Task objective » Pick out each line below containing "must".

(Stored data entries)
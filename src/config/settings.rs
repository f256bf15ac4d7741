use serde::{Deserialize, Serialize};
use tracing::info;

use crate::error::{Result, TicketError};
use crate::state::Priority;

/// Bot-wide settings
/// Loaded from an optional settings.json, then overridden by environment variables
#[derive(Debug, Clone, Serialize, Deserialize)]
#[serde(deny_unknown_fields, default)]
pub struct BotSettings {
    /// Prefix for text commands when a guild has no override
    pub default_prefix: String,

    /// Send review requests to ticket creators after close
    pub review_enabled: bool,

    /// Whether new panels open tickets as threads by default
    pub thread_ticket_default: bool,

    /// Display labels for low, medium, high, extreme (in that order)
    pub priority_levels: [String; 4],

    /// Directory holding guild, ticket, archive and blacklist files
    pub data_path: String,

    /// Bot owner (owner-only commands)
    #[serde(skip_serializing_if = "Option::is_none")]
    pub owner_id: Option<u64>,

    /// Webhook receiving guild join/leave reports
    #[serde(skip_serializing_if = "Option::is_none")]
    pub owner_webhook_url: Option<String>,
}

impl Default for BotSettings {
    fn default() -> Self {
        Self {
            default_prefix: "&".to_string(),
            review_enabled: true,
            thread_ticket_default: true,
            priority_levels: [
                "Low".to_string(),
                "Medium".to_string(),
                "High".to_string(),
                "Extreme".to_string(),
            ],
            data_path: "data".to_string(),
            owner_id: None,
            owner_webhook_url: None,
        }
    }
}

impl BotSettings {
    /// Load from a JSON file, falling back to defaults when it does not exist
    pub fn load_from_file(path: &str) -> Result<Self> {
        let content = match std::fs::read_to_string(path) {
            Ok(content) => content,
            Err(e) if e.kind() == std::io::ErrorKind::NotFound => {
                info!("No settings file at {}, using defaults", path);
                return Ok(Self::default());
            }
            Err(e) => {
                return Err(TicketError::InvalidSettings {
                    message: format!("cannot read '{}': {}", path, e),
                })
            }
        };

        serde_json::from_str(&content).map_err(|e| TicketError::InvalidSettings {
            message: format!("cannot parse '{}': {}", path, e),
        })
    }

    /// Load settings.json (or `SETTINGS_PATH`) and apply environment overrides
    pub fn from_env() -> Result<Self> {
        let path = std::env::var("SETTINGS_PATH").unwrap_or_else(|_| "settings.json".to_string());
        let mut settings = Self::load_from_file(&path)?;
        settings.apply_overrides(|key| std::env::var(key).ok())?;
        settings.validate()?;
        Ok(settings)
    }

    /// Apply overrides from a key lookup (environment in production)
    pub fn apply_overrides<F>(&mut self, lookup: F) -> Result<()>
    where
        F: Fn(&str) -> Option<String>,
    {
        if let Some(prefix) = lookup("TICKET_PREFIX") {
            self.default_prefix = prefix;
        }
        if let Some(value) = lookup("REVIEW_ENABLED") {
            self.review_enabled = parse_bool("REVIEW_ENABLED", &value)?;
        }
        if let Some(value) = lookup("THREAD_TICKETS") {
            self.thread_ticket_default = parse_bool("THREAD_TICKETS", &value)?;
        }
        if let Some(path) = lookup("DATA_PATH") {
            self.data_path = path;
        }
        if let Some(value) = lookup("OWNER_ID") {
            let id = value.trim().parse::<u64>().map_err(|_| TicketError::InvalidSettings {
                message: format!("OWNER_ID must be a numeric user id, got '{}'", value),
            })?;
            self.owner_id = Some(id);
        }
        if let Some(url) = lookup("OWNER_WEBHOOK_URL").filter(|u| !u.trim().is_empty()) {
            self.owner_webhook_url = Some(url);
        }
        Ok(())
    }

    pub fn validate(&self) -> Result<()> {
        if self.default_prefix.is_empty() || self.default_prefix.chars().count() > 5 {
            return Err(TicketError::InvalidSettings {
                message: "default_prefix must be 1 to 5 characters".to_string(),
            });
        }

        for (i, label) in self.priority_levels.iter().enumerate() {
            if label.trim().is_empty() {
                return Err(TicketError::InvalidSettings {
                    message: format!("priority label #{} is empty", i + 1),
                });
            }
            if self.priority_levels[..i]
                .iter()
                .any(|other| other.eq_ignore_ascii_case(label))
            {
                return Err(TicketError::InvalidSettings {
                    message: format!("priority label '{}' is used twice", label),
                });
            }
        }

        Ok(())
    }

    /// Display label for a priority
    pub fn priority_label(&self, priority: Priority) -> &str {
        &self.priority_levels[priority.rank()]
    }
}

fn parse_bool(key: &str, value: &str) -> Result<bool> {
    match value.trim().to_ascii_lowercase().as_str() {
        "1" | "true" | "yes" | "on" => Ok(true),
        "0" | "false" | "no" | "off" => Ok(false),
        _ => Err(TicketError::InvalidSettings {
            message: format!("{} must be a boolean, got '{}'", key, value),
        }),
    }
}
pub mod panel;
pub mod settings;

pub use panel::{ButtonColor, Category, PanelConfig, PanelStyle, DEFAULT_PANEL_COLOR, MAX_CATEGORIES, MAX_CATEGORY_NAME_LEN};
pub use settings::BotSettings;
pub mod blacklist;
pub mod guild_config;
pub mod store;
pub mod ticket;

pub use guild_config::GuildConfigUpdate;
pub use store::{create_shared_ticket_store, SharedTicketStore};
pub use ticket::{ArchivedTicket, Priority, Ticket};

Result for this exercise »
                message: format!("OWNER_ID must be a numeric user id, got '{}'", value),
                message: "default_prefix must be 1 to 5 characters".to_string(),
            message: format!("{} must be a boolean, got '{}'", key, value),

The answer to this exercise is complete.